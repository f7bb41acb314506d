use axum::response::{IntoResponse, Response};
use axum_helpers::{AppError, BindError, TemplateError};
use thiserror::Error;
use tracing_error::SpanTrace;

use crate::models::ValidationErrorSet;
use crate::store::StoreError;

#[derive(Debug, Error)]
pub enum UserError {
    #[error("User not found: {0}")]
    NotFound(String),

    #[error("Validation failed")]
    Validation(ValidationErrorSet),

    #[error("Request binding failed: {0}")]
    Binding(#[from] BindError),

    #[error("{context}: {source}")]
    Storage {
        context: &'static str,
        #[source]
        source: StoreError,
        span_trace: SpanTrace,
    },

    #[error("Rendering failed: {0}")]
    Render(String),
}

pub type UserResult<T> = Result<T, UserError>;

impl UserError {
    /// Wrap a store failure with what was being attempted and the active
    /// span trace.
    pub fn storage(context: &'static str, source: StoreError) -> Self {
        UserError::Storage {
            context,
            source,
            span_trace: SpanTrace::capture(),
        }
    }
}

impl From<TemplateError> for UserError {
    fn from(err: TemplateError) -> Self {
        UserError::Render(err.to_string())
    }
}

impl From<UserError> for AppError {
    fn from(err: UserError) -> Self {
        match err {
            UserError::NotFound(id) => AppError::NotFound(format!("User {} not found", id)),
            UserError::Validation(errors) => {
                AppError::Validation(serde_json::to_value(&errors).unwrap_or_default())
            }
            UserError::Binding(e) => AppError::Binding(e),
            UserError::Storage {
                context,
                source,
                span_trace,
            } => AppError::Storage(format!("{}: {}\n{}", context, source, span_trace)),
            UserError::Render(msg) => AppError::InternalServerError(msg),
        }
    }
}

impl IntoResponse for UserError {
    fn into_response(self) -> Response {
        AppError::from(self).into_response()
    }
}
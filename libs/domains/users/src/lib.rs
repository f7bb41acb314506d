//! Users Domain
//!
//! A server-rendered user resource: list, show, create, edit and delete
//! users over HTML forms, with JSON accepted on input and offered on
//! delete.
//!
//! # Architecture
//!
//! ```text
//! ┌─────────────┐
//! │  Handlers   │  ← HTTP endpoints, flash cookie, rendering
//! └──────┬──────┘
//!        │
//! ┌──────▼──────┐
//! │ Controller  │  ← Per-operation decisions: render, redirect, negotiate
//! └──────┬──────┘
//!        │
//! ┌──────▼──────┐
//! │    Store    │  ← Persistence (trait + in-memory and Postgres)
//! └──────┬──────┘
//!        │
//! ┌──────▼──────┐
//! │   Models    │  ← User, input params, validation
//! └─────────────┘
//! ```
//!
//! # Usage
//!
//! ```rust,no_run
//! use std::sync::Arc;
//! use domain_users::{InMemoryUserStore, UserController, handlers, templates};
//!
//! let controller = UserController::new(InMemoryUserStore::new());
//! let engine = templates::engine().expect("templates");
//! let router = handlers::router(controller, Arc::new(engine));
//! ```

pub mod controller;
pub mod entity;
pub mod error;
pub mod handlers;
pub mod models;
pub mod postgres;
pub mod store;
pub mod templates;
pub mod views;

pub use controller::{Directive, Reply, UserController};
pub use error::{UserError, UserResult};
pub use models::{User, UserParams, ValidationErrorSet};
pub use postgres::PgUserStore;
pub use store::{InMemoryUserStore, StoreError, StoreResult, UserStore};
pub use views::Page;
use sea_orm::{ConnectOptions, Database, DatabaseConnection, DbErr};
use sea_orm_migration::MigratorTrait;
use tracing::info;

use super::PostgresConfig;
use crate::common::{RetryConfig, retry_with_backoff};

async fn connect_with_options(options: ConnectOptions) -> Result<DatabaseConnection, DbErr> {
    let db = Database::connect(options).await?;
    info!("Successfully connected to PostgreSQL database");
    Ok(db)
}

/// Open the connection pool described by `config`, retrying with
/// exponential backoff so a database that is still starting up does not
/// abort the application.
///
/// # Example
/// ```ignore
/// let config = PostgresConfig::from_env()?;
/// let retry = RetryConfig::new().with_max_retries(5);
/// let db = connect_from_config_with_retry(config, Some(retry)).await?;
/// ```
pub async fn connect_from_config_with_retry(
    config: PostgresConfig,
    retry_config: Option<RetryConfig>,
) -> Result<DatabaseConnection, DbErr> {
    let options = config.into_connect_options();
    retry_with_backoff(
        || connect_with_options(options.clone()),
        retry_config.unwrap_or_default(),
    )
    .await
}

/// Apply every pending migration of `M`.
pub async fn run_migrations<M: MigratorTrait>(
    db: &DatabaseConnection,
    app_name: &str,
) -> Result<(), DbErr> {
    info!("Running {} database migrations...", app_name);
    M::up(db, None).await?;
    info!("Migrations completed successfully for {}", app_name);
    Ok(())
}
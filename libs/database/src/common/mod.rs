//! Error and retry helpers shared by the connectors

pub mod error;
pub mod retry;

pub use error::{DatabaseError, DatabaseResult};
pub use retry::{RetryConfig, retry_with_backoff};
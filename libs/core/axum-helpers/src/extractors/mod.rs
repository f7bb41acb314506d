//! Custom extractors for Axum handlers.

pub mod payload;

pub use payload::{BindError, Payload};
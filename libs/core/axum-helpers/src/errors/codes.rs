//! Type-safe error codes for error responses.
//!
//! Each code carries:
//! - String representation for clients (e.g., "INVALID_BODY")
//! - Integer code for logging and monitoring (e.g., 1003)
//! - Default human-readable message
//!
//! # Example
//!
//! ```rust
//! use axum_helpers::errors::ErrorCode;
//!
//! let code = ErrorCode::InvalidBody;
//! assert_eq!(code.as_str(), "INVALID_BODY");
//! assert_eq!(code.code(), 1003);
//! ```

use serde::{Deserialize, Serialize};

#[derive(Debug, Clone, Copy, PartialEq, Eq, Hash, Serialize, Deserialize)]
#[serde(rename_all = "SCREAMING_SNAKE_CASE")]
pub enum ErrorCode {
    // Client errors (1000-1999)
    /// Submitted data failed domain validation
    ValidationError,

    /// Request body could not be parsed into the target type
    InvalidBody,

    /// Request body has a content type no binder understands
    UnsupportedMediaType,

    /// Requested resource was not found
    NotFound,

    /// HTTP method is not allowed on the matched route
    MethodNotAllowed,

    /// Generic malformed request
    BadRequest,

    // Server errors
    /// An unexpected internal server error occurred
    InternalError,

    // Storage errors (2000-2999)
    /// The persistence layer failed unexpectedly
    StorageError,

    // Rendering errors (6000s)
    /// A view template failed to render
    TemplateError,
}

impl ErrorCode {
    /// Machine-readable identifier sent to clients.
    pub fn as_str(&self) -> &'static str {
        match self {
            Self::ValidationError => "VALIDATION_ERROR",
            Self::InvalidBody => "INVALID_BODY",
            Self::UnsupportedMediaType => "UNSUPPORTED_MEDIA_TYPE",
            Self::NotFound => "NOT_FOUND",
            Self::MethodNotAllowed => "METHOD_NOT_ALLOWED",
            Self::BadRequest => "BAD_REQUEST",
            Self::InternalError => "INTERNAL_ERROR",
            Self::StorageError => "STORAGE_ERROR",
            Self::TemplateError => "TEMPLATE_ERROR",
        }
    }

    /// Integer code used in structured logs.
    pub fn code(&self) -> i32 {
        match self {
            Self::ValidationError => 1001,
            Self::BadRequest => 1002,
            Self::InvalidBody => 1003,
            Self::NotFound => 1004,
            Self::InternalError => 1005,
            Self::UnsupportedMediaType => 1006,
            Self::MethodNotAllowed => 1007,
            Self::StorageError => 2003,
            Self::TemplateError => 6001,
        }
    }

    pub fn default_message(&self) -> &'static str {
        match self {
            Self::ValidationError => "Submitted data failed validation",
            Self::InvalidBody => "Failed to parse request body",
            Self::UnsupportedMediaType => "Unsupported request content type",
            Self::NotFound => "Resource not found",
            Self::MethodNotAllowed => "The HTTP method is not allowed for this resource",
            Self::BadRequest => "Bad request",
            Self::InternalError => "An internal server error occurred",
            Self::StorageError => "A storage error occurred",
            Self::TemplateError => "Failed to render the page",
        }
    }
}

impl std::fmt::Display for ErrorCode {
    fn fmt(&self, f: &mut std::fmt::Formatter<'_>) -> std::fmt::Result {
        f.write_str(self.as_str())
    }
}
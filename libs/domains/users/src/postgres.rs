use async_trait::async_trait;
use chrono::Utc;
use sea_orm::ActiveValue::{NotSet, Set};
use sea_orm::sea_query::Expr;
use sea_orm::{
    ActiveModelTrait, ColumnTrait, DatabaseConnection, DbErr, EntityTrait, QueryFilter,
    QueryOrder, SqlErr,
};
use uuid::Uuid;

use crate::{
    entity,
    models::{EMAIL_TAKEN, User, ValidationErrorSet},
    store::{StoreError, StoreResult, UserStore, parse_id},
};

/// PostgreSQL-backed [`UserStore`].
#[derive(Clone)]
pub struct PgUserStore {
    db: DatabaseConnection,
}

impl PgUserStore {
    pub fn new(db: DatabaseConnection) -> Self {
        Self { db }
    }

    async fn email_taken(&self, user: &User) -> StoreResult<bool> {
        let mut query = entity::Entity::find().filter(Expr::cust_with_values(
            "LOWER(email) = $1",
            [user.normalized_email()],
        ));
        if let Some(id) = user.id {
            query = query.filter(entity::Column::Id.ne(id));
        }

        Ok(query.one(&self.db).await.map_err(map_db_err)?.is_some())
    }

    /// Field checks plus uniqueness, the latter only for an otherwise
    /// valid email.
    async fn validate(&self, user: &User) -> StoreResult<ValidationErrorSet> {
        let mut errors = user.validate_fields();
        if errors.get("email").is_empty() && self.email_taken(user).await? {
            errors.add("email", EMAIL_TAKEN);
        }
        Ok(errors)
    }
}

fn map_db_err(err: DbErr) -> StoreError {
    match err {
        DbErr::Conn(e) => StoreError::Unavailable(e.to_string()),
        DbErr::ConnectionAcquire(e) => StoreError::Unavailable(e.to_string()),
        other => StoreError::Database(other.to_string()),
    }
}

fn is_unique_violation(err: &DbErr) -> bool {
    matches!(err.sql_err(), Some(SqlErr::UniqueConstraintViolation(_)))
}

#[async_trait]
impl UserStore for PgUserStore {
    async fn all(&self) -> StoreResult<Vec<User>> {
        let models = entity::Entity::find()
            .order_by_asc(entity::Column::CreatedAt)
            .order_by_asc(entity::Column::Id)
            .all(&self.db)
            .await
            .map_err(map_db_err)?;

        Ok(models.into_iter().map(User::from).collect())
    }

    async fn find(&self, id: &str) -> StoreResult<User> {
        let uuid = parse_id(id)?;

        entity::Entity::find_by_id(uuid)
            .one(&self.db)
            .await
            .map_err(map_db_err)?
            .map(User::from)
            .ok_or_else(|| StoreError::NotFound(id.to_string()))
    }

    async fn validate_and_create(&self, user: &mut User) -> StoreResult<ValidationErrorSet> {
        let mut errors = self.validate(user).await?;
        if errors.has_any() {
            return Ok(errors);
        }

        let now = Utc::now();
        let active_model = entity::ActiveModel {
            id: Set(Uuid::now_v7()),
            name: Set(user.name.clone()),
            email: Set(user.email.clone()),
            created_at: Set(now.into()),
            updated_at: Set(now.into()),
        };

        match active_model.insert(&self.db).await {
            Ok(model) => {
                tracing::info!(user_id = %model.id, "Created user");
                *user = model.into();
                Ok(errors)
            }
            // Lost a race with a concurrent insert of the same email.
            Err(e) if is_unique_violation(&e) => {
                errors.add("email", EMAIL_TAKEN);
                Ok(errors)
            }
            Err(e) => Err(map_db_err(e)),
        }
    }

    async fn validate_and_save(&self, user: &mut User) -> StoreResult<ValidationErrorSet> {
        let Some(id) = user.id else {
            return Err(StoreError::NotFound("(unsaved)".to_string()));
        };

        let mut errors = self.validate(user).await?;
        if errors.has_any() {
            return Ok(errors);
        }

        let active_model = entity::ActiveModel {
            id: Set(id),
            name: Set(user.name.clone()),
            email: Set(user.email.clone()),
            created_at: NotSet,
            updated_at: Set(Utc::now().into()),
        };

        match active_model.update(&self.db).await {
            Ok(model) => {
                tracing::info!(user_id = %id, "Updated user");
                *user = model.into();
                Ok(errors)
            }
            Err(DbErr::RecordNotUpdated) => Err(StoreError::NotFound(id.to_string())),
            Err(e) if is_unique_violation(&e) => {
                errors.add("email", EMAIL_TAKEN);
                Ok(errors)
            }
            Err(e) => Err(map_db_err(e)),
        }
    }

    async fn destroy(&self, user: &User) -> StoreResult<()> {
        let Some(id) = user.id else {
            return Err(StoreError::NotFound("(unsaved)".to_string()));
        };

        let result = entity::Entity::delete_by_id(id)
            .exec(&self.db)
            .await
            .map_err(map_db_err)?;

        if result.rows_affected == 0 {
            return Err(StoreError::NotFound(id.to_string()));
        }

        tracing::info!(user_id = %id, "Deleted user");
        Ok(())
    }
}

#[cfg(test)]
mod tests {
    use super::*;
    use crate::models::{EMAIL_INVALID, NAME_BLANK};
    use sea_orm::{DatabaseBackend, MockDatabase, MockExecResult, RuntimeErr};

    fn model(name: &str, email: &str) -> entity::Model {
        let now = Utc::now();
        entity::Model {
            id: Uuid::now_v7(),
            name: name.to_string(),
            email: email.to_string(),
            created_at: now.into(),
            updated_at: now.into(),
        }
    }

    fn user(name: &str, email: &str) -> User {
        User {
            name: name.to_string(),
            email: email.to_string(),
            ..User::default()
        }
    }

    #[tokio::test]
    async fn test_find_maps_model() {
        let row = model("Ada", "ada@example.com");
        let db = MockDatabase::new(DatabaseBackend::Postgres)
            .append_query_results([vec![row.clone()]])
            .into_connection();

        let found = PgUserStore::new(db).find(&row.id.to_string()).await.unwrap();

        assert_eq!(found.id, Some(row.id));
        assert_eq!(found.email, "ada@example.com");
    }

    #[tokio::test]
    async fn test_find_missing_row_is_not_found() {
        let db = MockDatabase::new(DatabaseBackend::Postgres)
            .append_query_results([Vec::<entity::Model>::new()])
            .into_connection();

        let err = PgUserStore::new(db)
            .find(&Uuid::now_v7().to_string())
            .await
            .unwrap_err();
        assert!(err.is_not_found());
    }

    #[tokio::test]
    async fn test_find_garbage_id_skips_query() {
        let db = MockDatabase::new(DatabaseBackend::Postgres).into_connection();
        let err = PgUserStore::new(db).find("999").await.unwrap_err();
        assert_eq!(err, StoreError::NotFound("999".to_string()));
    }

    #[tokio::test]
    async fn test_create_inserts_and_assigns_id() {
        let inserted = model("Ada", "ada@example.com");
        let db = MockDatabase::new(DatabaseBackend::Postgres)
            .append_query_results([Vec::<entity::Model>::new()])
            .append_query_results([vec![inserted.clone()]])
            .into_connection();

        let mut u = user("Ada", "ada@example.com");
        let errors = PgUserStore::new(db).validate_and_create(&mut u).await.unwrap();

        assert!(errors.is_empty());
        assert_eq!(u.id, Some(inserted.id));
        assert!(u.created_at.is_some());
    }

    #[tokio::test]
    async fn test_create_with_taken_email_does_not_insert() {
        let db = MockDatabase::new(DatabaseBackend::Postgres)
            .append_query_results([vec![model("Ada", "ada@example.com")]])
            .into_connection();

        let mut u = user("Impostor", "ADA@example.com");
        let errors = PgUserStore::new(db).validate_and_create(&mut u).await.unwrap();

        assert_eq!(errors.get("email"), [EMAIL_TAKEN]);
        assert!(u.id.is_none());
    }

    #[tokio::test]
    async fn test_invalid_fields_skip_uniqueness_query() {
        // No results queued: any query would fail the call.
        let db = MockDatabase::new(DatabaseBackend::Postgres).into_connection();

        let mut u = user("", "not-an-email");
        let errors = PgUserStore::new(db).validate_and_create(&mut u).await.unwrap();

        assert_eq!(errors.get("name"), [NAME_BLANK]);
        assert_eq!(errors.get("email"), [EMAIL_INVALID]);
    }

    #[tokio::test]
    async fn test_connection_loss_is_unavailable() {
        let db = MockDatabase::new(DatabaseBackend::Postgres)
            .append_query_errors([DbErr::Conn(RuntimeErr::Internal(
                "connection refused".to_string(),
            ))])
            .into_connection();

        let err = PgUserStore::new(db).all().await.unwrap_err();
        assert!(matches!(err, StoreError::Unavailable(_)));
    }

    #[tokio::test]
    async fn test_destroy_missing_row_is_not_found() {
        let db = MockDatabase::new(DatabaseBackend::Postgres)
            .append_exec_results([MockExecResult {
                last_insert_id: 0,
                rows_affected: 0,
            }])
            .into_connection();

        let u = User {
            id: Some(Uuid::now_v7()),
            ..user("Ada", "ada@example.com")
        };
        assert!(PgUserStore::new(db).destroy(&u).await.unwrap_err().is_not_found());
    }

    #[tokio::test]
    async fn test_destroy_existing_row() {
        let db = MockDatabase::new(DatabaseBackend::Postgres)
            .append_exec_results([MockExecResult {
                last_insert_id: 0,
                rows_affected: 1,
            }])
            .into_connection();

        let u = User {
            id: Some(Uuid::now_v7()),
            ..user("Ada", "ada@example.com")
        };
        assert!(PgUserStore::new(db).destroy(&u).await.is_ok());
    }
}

##############################

**What to do:**
An exact transcription of the lines from the start of the listing through the line bearing "filename libs/domains/users/src/lib.rs" is the whole answer.

**Result of this exercise:**
repository f7bb41acb314506d
use axum::response::{IntoResponse, Response};
use axum_helpers::{AppError, BindError, TemplateError};
use thiserror::Error;
use tracing_error::SpanTrace;

use crate::models::ValidationErrorSet;
use crate::store::StoreError;

#[derive(Debug, Error)]
pub enum UserError {
    #[error("User not found: {0}")]
    NotFound(String),

    #[error("Validation failed")]
    Validation(ValidationErrorSet),

    #[error("Request binding failed: {0}")]
    Binding(#[from] BindError),

    #[error("{context}: {source}")]
    Storage {
        context: &'static str,
        #[source]
        source: StoreError,
        span_trace: SpanTrace,
    },

    #[error("Rendering failed: {0}")]
    Render(String),
}

pub type UserResult<T> = Result<T, UserError>;

impl UserError {
    /// Wrap a store failure with what was being attempted and the active
    /// span trace.
    pub fn storage(context: &'static str, source: StoreError) -> Self {
        UserError::Storage {
            context,
            source,
            span_trace: SpanTrace::capture(),
        }
    }
}

impl From<TemplateError> for UserError {
    fn from(err: TemplateError) -> Self {
        UserError::Render(err.to_string())
    }
}

impl From<UserError> for AppError {
    fn from(err: UserError) -> Self {
        match err {
            UserError::NotFound(id) => AppError::NotFound(format!("User {} not found", id)),
            UserError::Validation(errors) => {
                AppError::Validation(serde_json::to_value(&errors).unwrap_or_default())
            }
            UserError::Binding(e) => AppError::Binding(e),
            UserError::Storage {
                context,
                source,
                span_trace,
            } => AppError::Storage(format!("{}: {}\n{}", context, source, span_trace)),
            UserError::Render(msg) => AppError::InternalServerError(msg),
        }
    }
}

impl IntoResponse for UserError {
    fn into_response(self) -> Response {
        AppError::from(self).into_response()
    }
}
filename libs/domains/users/src/lib.rs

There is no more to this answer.